The land was divided into irregularly shaped lots, with a central park built around a pond and tennis courts designed by the architect Arthur Edwin Whatmough, and there were careful restrictions upon what could be built in the community. Whatmough designed many of the houses that were built in the Arts and Crafts style. Some of the others were designed by prominent architect Eden Smith, including his own home at number 5 Wychwood Park, which he built around 1906.

One of Toronto's ravines ran through the heart of the neighbourhood, and this was preserved as parkland. Taddle Creek ran through the ravine, and it was dammed to create a large pond in the middle of the park. This is now one of the few places in the city where Taddle Creek is still visible above ground.

While the area was amalgamated into the city of Toronto in 1909, Wychwood Park remains a private community, with approximately sixty houses. Wychwood Park's private roads and amenities are paid for by the local residents, and the community is managed by an executive council.
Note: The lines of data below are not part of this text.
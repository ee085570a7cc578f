// Copyright 2025 eraflo
//
// Licensed under the Apache License, Version 2.0 (the "License");
// you may not use this file except in compliance with the License.
// You may obtain a copy of the License at
//
//     http://www.apache.org/licenses/LICENSE-2.0
//
// Unless required by applicable law or agreed to in writing, software
// distributed under the License is distributed on an "AS IS" BASIS,
// WITHOUT WARRANTIES OR CONDITIONS OF ANY KIND, either express or implied.
// See the License for the specific language governing permissions and
// limitations under the License.

//! Runtime configuration for the media cache and its default backends.

use crate::error::MediaError;
use serde::{Deserialize, Serialize};
use std::{fs, num::NonZeroUsize, path::Path, path::PathBuf, thread};

/// Settings shared by the cache and the concrete collaborators built for it.
///
/// Every field has a default, so a configuration file only needs to list the
/// values it overrides:
///
/// ```
/// use mediacache_core::CacheConfig;
///
/// let config = CacheConfig::from_ron_str("(worker_threads: 2)").unwrap();
/// assert_eq!(config.worker_threads, 2);
/// assert_eq!(config.max_promotions_per_tick, None);
/// ```
#[derive(Debug, Clone, PartialEq, Eq, Serialize, Deserialize)]
#[serde(default)]
pub struct CacheConfig {
    /// Number of threads spawned by the worker pool.
    pub worker_threads: usize,
    /// Name prefix for worker threads.
    pub thread_name: String,
    /// Upper bound on load groups promoted by a single `load_ready` call.
    /// `None` promotes every finished group.
    pub max_promotions_per_tick: Option<usize>,
    /// Base directory relative paths are qualified against.
    /// `None` uses the process working directory.
    pub root: Option<PathBuf>,
}

impl Default for CacheConfig {
    fn default() -> Self {
        Self {
            worker_threads: thread::available_parallelism()
                .map(NonZeroUsize::get)
                .unwrap_or(1),
            thread_name: "mediacache-worker".to_string(),
            max_promotions_per_tick: None,
            root: None,
        }
    }
}

impl CacheConfig {
    /// Parses a configuration from RON text.
    pub fn from_ron_str(text: &str) -> Result<Self, MediaError> {
        let config: Self =
            ron::de::from_str(text).map_err(|e| MediaError::Config(e.to_string()))?;
        config.validate()
    }

    /// Reads and parses a RON configuration file.
    pub fn load(path: impl AsRef<Path>) -> Result<Self, MediaError> {
        let path = path.as_ref();
        let text = fs::read_to_string(path)
            .map_err(|e| MediaError::Config(format!("{}: {e}", path.display())))?;
        log::debug!("Loaded media cache configuration from {}", path.display());
        Self::from_ron_str(&text)
    }

    fn validate(self) -> Result<Self, MediaError> {
        if self.worker_threads == 0 {
            return Err(MediaError::Config(
                "worker_threads must be at least 1".to_string(),
            ));
        }
        if self.max_promotions_per_tick == Some(0) {
            return Err(MediaError::Config(
                "max_promotions_per_tick must be at least 1 when set".to_string(),
            ));
        }
        Ok(self)
    }
}
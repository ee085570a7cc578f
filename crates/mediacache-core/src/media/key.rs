// Copyright 2025 eraflo
//
// Licensed under the Apache License, Version 2.0 (the "License");
// you may not use this file except in compliance with the License.
// You may obtain a copy of the License at
//
//     http://www.apache.org/licenses/LICENSE-2.0
//
// Unless required by applicable law or agreed to in writing, software
// distributed under the License is distributed on an "AS IS" BASIS,
// WITHOUT WARRANTIES OR CONDITIONS OF ANY KIND, either express or implied.
// See the License for the specific language governing permissions and
// limitations under the License.

use std::fmt;

const SEPARATOR: char = '|';

/// The deduplication key of a path-based Identity.
///
/// Derived from the ordered list of fully-qualified source paths. Two
/// requests produce the same key only when they name the same paths in the
/// same order.
#[derive(Debug, Clone, PartialEq, Eq, Hash)]
pub struct JoinKey(String);

impl JoinKey {
    /// Builds the key for an ordered list of fully-qualified paths.
    ///
    /// Each path is length-prefixed so that a separator character appearing
    /// inside a path can never make two different lists collide.
    pub fn from_paths<S: AsRef<str>>(paths: &[S]) -> Self {
        let mut key = String::new();
        for path in paths {
            let path = path.as_ref();
            key.push_str(&path.len().to_string());
            key.push(':');
            key.push_str(path);
            key.push(SEPARATOR);
        }
        Self(key)
    }

    /// Returns the raw key text.
    pub fn as_str(&self) -> &str {
        &self.0
    }
}

impl fmt::Display for JoinKey {
    fn fmt(&self, f: &mut fmt::Formatter<'_>) -> fmt::Result {
        f.write_str(&self.0)
    }
}
// Copyright 2025 eraflo
//
// Licensed under the Apache License, Version 2.0 (the "License");
// you may not use this file except in compliance with the License.
// You may obtain a copy of the License at
//
//     http://www.apache.org/licenses/LICENSE-2.0
//
// Unless required by applicable law or agreed to in writing, software
// distributed under the License is distributed on an "AS IS" BASIS,
// WITHOUT WARRANTIES OR CONDITIONS OF ANY KIND, either express or implied.
// See the License for the specific language governing permissions and
// limitations under the License.

use mediacache_core::JoinKey;

/// How an Identity was requested. Resolved once, at creation.
#[derive(Debug, Clone, PartialEq, Eq)]
pub enum IdentityKind {
    /// Requested by an ordered list of source paths.
    FileBased {
        /// The fully-qualified source paths.
        paths: Vec<String>,
        /// The deduplication key derived from `paths`.
        key: JoinKey,
    },
    /// Requested with pre-built media objects.
    ObjectBased,
}

impl IdentityKind {
    /// Returns `true` for identities built from caller-supplied media.
    pub fn is_object_based(&self) -> bool {
        matches!(self, IdentityKind::ObjectBased)
    }

    /// The source paths of a path-based Identity.
    pub fn paths(&self) -> Option<&[String]> {
        match self {
            IdentityKind::FileBased { paths, .. } => Some(paths),
            IdentityKind::ObjectBased => None,
        }
    }
}

/// The registry's record of one logical, deduplicated media reference.
#[derive(Debug, Clone)]
pub struct Identity {
    pub(crate) id: u64,
    pub(crate) kind: IdentityKind,
    pub(crate) ref_count: usize,
}

impl Identity {
    pub(crate) fn new(id: u64, kind: IdentityKind) -> Self {
        Self {
            id,
            kind,
            ref_count: 1,
        }
    }

    /// The Identity id.
    pub fn id(&self) -> u64 {
        self.id
    }

    /// How this Identity was requested.
    pub fn kind(&self) -> &IdentityKind {
        &self.kind
    }

    /// The number of outstanding references.
    pub fn ref_count(&self) -> usize {
        self.ref_count
    }
}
Wychwood Park is one of Toronto's more expensive neighbourhoods, with house prices well over a million dollars. A number of prominent people have lived in the community over the years, including Marshall McLuhan (at 3 Wychwood Park), George Agnew Reid (at 81 Wychwood Park), Sir William Gage (at 82 Wychwood Park) and Anatol Rapoport. In 1985, Wychwood Park became the first residential zone in Ontario to be granted heritage status when it was designated as a Heritage Conservation District under the Ontario Heritage Act.

The Wychwood Barns site, a former Toronto Transit Commission streetcar maintenance facility located to the north of Wychwood Park, was transformed into a community park in 2008. The original maintenance buildings (the St. Clair Carhouse) on the site were converted into a mixed-use community facility at that time.